If Colorado kept Mr. Trump off the ballot, but needed delegates from that state — an unlikely scenario at this point — the state would have already dropped out of the state's vote and voted for Mr. Trump. You can win delegates by getting voters to support one of your supported candidates. : Ron DeSantis, Tim Scott, Vivek Ramaswamy would be fine.
Yes, it would be troubling, but if Republicans are determined to nominate Trump, the few blue states won't stop him with voting bans.
The general election is also an indirect election.
When voters choose a president and vice president, they are actually voting for the slate of electors promised to those candidates.
Removing Trump from the vote does not disqualify the electors who pledged to him and his running mate. Even if Trump does not vote, the Republican vice presidential nominee will appear on the ballot.
It's even conceivable that this could happen in blue states and battleground states. help If moderate voters are fed up with President Trump and decide it's easier to vote Republican by putting only the vice presidential candidate on the ballot, they could also get a ticket to the Republican Party.
But the same slate of electors represents both presidential and vice-presidential candidates, and Mr. Trump will have electors pledge tickets even if his name is not on the voters' ballots.
States that have banned President Trump may seek to disqualify their electors, but this risks creating a constitutional crisis at both the state and federal level.
Colorado, for example, has a law that replaces “faithless electors” who do not vote for the winner of the state's popular election. But what happens if the Republican ticket wins but no presidential candidate is listed on it?
If a Republican ticket with only the vice president on it wins the popular vote, it would make little sense to replace Republican electors with Democratic electors.
With so many different rules in each state, there will be plenty of room for Congress to challenge the Electoral College votes as they are counted.
Enjoy the irony. If President Trump were to win the electoral votes despite states' efforts to ban him, Vice President Kamala Harris and Democrats in Congress would have a meeting with Mike Pence on January 6, 2021. It would be the same position the Republicans were back in.
Will Harris count Trump's electoral votes?
But that won't happen. That's because even the Democrats pushing President Trump's ban know that states will be preempted by the U.S. Supreme Court.
In fact, it is a trap set by them.
SCOTUS will take charge of the Colorado case, and Democrats hope to embarrass the Republican-controlled court.
If the judge rules against Trump, the election and the Republican Party will be thrown into turmoil.
Trump and his allies, far-right state governments, and perhaps the entire organized Republican Party could rebel against the ruling and vote Trump out anyway, further deepening the constitutional crisis.
But the justices are likely to rule in Trump's favor, which would cause Democrats to question the court's legitimacy.
And that's the strategy. Make new decisions like the Dobbs abortion decision that will increase Democratic enthusiasm and turnout.

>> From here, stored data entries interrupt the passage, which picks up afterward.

//! Tests with real image files
//!
//! These tests save synthetic photos as PNG, load them back and run the
//! background remover on the decoded data, including writing the cut-out
//! with its alpha channel to disk.

#![cfg_attr(not(feature = "test"), allow(dead_code, unused_imports))]

use image::{Rgb, RgbImage, RgbaImage};
use imageops_cutout::{BackgroundRemover, Image, PipelineConfig, QualityLevel, RemoveBackground};
use std::path::{Path, PathBuf};

/// Get the path to test resources directory
fn resources_dir() -> PathBuf {
    Path::new(env!("CARGO_MANIFEST_DIR"))
        .join("tests")
        .join("resources")
}

/// Create a product photo (round subject on a light backdrop) and save it as PNG
fn create_and_save_product_photo(filename: &str, width: u32, height: u32) -> PathBuf {
    let center_x = width as f32 / 2.0;
    let center_y = height as f32 / 2.0;
    let radius = width.min(height) as f32 * 0.3;

    let image: RgbImage = RgbImage::from_fn(width, height, |x, y| {
        let distance = (x as f32 - center_x).hypot(y as f32 - center_y);
        if distance < radius {
            // Subject - saturated orange with slight shading
            let shade = (distance / radius * 30.0) as u8;
            Rgb([230 - shade, 120 - shade / 2, 20])
        } else {
            // Backdrop - light gray with a gentle vertical gradient
            let level = 235 + (y * 15 / height) as u8;
            Rgb([level, level, level])
        }
    });

    let path = resources_dir().join(filename);
    std::fs::create_dir_all(path.parent().unwrap()).expect("Failed to create resources directory");
    image.save(&path).expect("Failed to save product photo");
    path
}

#[cfg(feature = "test")]
#[test]
fn test_cutout_of_loaded_png() {
    let path = create_and_save_product_photo("product_photo.png", 120, 90);

    let loaded = image::open(&path).expect("Failed to load product photo");
    let rgb: Image<Rgb<u8>> = Image::from(loaded.to_rgb8());
    assert_eq!(rgb.dimensions(), (120, 90));

    let cutout = rgb
        .remove_background(QualityLevel::Fast)
        .expect("Background removal should succeed");

    assert_eq!(cutout.dimensions(), (120, 90));
    // Subject center is opaque orange
    let center = cutout.get_pixel(60, 45);
    assert_eq!(center[3], 255);
    assert_eq!(center[0], 230);
    // Backdrop corners are transparent
    assert_eq!(cutout.get_pixel(2, 2)[3], 0);
    assert_eq!(cutout.get_pixel(117, 87)[3], 0);
}

#[cfg(feature = "test")]
#[test]
fn test_cutout_survives_png_round_trip() {
    let path = create_and_save_product_photo("product_round_trip.png", 80, 80);
    let rgba: Image<image::Rgba<u8>> = image::open(&path)
        .expect("Failed to load product photo")
        .to_rgba8();

    let mut remover = BackgroundRemover::new(PipelineConfig {
        seed: Some(5),
        ..Default::default()
    })
    .expect("Default configuration should be valid");
    let cutout = remover
        .run(&rgba, &mut |_: u8| {})
        .expect("Background removal should succeed");

    let out_path = resources_dir().join("product_round_trip_cutout.png");
    cutout.save(&out_path).expect("Failed to save cutout");

    let reloaded: RgbaImage = image::open(&out_path)
        .expect("Failed to load cutout")
        .to_rgba8();
    assert_eq!(reloaded, cutout);
    assert!(reloaded.pixels().any(|p| p[3] == 0));
    assert!(reloaded.pixels().any(|p| p[3] == 255));
}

Even if Trump were to win, his reputation would be further damaged, and if he were to win, Democrats would be able to exploit voter anger on the Republican-controlled Supreme Court.
The law destroys democracy by taking decision-making away from voters and putting it in the hands of the courts, while ensuring that half the country, one political party or the other, will be outraged by the judiciary's conclusions.
Democrats have given their supporters the illusion that they will win by disqualifying Trump rather than defeating him, but that scenario won't work and legal issues will only create more conflict.
Daniel McCarthy is the editor of Modern Age: A Conservative Review.